(Stored items)
· · · ·

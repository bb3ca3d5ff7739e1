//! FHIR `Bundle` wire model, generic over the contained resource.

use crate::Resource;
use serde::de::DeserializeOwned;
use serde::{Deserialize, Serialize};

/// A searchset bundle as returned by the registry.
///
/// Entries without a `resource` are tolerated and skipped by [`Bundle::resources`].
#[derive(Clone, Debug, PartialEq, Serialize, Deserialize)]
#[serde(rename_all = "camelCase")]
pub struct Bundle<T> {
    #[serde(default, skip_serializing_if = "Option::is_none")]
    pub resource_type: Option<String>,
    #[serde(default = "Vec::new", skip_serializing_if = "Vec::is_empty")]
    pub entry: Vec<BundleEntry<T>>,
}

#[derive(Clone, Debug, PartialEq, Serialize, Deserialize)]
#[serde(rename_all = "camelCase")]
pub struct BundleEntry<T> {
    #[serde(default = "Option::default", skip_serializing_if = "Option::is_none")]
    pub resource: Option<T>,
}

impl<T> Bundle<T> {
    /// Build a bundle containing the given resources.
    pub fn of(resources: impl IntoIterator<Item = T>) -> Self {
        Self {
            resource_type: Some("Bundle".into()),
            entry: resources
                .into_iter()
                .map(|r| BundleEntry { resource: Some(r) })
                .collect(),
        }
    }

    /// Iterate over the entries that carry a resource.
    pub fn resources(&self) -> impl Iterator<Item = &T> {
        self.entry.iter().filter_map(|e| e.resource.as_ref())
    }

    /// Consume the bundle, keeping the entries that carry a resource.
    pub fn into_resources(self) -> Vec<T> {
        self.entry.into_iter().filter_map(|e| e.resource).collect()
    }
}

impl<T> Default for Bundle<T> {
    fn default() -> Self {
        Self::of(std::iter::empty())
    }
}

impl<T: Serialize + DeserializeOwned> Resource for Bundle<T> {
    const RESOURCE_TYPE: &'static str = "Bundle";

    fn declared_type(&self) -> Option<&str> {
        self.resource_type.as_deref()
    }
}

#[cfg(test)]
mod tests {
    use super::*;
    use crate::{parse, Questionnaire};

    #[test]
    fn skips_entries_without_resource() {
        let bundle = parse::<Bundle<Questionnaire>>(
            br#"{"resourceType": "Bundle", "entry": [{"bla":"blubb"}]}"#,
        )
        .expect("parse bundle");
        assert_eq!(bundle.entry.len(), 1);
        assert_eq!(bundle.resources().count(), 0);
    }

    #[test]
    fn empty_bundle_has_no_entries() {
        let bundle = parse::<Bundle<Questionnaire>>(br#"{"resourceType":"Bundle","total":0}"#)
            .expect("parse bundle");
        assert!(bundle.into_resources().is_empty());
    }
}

· · · ·

**What you have to do**
Wherever the word "Option" appears in the data, return the whole line.

**Final answer**
    #[serde(default, skip_serializing_if = "Option::is_none")]
    pub resource_type: Option<String>,
    #[serde(default = "Option::default", skip_serializing_if = "Option::is_none")]
    pub resource: Option<T>,
    fn declared_type(&self) -> Option<&str> {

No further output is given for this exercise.